In [None]:
%%capture

!pip install scikit-learn-intelex -q

import numpy as np
import pandas as pd
import warnings
from numba import jit

from scipy.stats import mode
from sklearn.model_selection import StratifiedKFold, cross_val_score
from sklearn.ensemble import ExtraTreesClassifier
from sklearn.preprocessing import LabelEncoder
from sklearn.multiclass import OneVsOneClassifier, OneVsRestClassifier


from sklearnex import patch_sklearn
patch_sklearn()

warnings.filterwarnings("ignore")

## Baseline and One-vs .... One and Rest - minimalistic approach 

I challange myself and set goal:
- use few lines of code (no more that 50 excluding import Python modules)
- achieve good score - above 0.975 (LB)  

In [None]:
test = pd.read_csv("../input/tabular-playground-series-feb-2022/test.csv", index_col="row_id")
train = pd.read_csv("../input/tabular-playground-series-feb-2022/train.csv", index_col="row_id")
sub = pd.read_csv("../input/tabular-playground-series-feb-2022/sample_submission.csv")

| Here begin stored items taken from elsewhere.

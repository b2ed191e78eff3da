//! Engine configuration and fixed instrument dimensions.

use serde::{Deserialize, Serialize};

use crate::error::Result;

/// Number of drawable tracks.
pub const TRACK_COUNT: usize = 4;
/// Number of effect buses in the rack.
pub const EFFECT_COUNT: usize = 5;
/// Beats in one loop cycle.
pub const LOOP_BEATS: f64 = 32.0;
/// Snap grid columns across the canvas.
pub const GRID_COLUMNS: f64 = 32.0;
/// Slots per pattern bank.
pub const BANK_SLOTS: usize = 4;

/// Tempo used when a pattern carries none, or an unusable one.
pub const DEFAULT_BPM: f64 = 120.0;

/// Loop duration in seconds for a tempo. Non-positive tempos play at the default.
pub fn loop_duration(bpm: f64) -> f64 {
    let bpm = if bpm.is_finite() && bpm > 0.0 { bpm } else { DEFAULT_BPM };
    60.0 / bpm * LOOP_BEATS
}

#[derive(Debug, Clone, PartialEq, Serialize, Deserialize)]
#[serde(default)]
pub struct EngineConfig {
    pub sample_rate: f64,
    /// Drawing width in pixels; x spans one loop.
    pub canvas_width: f64,
    /// Drawing height in pixels; y maps to pitch.
    pub pad_height: f64,
    pub master_gain: f64,
    /// Period of the host's tick driver.
    pub tick_interval_ms: u64,
    /// How far before a loop wrap the next cycle is compiled.
    pub schedule_ahead: f64,
    /// Delay between `play()` and the first loop start.
    pub start_delay: f64,
    pub impulse_seed: u64,
    pub jitter_seed: u64,
    pub max_voices: usize,
    /// Longest master recording kept, in seconds.
    pub max_record_seconds: f64,
    /// Use the older resonance-scaled distortion in front of the export filter.
    pub legacy_export_drive: bool,
}

impl Default for EngineConfig {
    fn default() -> Self {
        EngineConfig {
            sample_rate: 44100.0,
            canvas_width: 750.0,
            pad_height: 100.0,
            master_gain: 0.8,
            tick_interval_ms: 16,
            schedule_ahead: 0.1,
            start_delay: 0.05,
            impulse_seed: 0x5EED_CAFE,
            jitter_seed: 0x7177_E125,
            max_voices: 256,
            max_record_seconds: 600.0,
            legacy_export_drive: false,
        }
    }
}

impl EngineConfig {
    pub fn from_json(json: &str) -> Result<Self> {
        Ok(serde_json::from_str(json)?)
    }

    /// Width of one snap-grid column in pixels.
    pub fn grid_step(&self) -> f64 {
        self.canvas_width / GRID_COLUMNS
    }
}
impl Track {
    fn snap_x(&self, x: f64, grid_step: f64) -> f64 {
        if self.snap && grid_step > 0.0 {
            (x / grid_step).round() * grid_step
        } else {
            x
        }
    }

    /// Start a stroke. Returns the first point after snapping.
    pub fn begin_stroke<R: Rng + ?Sized>(
        &mut self,
        x: f64,
        y: f64,
        pen: Pen,
        grid_step: f64,
        rng: &mut R,
    ) -> Point {
        let point = Point::with_jitter(self.snap_x(x, grid_step), y, rng);
        let mut segment = Segment::new(pen.brush, pen.thickness, pen.chord);
        segment.points.push(point);
        self.drawing = Some(segment);
        point
    }

    /// Extend the open stroke. Returns the new point, or `None` when there
    /// is no open stroke or the pointer has not moved far enough.
    pub fn extend_stroke<R: Rng + ?Sized>(
        &mut self,
        x: f64,
        y: f64,
        grid_step: f64,
        rng: &mut R,
    ) -> Option<Point> {
        let x = self.snap_x(x, grid_step);
        let segment = self.drawing.as_mut()?;
        let last = segment.points.last()?;
        if last.distance_to(x, y) <= MIN_POINT_DISTANCE {
            return None;
        }
        let point = Point::with_jitter(x, y, rng);
        segment.points.push(point);
        Some(point)
    }

    /// Last point of the open stroke.
    pub fn stroke_tail(&self) -> Option<&Point> {
        self.drawing.as_ref().and_then(|s| s.points.last())
    }

    pub fn is_drawing(&self) -> bool {
        self.drawing.is_some()
    }

    /// Commit the open stroke. Returns false if none was open.
    pub fn end_stroke(&mut self) -> bool {
        let Some(mut segment) = self.drawing.take() else {
            return false;
        };
        if segment.points.len() == 1 {
            segment.points = segment.playable_points();
        }
        self.segments.push(segment);
        true
    }

    /// Delete every segment with a point within the eraser radius.
    pub fn erase_near(&mut self, x: f64, y: f64) -> usize {
        let before = self.segments.len();
        self.segments
            .retain(|s| !s.points.iter().any(|p| p.distance_to(x, y) < ERASE_RADIUS));
        before - self.segments.len()
    }

    pub fn clear(&mut self) {
        self.segments.clear();
        self.drawing = None;
    }

    /// Audible when soloed, or when nothing is soloed and not muted.
    pub fn is_audible(&self, any_solo: bool) -> bool {
        if any_solo { self.solo } else { !self.mute }
    }
}

/// Strip gain of each track after solo/mute.
pub fn strip_gains(tracks: &[Track]) -> [f64; TRACK_COUNT] {
    let any_solo = tracks.iter().any(|t| t.solo);
    let mut gains = [0.0; TRACK_COUNT];
    for (gain, track) in gains.iter_mut().zip(tracks) {
        *gain = if track.is_audible(any_solo) { track.vol } else { 0.0 };
    }
    gains
}

/// Transport settings stored with a pattern.
#[derive(Debug, Clone, PartialEq, Serialize, Deserialize)]
#[serde(default)]
pub struct PatternSettings {
    #[serde(deserialize_with = "number_or_string")]
    pub bpm: f64,
    #[serde(rename = "loop")]
    pub looping: bool,
    pub scale: Scale,
    pub harmonize: bool,
}

impl Default for PatternSettings {
    fn default() -> Self {
        PatternSettings {
            bpm: DEFAULT_BPM,
            looping: true,
            scale: Scale::Major,
            harmonize: false,
        }
    }
}

fn number_or_string<'de, D: Deserializer<'de>>(deserializer: D) -> std::result::Result<f64, D::Error> {
    #[derive(Deserialize)]
    #[serde(untagged)]
    enum Bpm {
        Number(f64),
        Text(String),
    }
    match Bpm::deserialize(deserializer)? {
        Bpm::Number(n) => Ok(n),
        Bpm::Text(s) => s.trim().parse().map_err(serde::de::Error::custom),
    }
}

train.drop_duplicates(keep='first', inplace=True)

FEATURES = [col for col in train.columns if col not in ['target']]

lb = LabelEncoder()
y = lb.fit_transform(train['target'])

In [None]:
cv = StratifiedKFold(n_splits = 5,  random_state = 42)

BASELINE - **Extremely Randomized Trees**, or Extra Trees for short, is an ensemble machine learning
algorithm. Specifically, it is an ensemble of decision trees and is related to other ensembles
of decision trees algorithms such as bootstrap aggregation (bagging) and random forest. The
Extra Trees algorithm works by creating a large number of unpruned decision trees from the
training dataset. Predictions are made by averaging the prediction of the decision trees in the
case of regression or using majority voting in the case of classification.


In [None]:
%%time

baseline = ExtraTreesClassifier(n_estimators = 500)
print('Mean Accuracy: %.5f' % (np.mean(cross_val_score(baseline, train[FEATURES].values, y, scoring = 'accuracy', cv = cv, n_jobs = -1))))

In [None]:
%%time
baseline.fit(train[FEATURES].values, y)
baseline_preds = baseline.predict(test[FEATURES].values)

MODEL 2 - **One-vs-One** (OvO for short) is heuristic method for using binary classification algorithms for multiclass classification. One-vs-One splits a multiclass classification dataset into binary classification problems.

In [None]:
%%time

model = ExtraTreesClassifier(n_estimators = 300)
ovo = OneVsOneClassifier(model)

print('Mean Accuracy: %.5f' % (np.mean(cross_val_score(ovo, train[FEATURES].values, y, scoring = 'accuracy', cv = cv, n_jobs = -1))))

In [None]:
%%time
ovo.fit(train[FEATURES].values, y)
ovo_preds = ovo.predict(test[FEATURES].values)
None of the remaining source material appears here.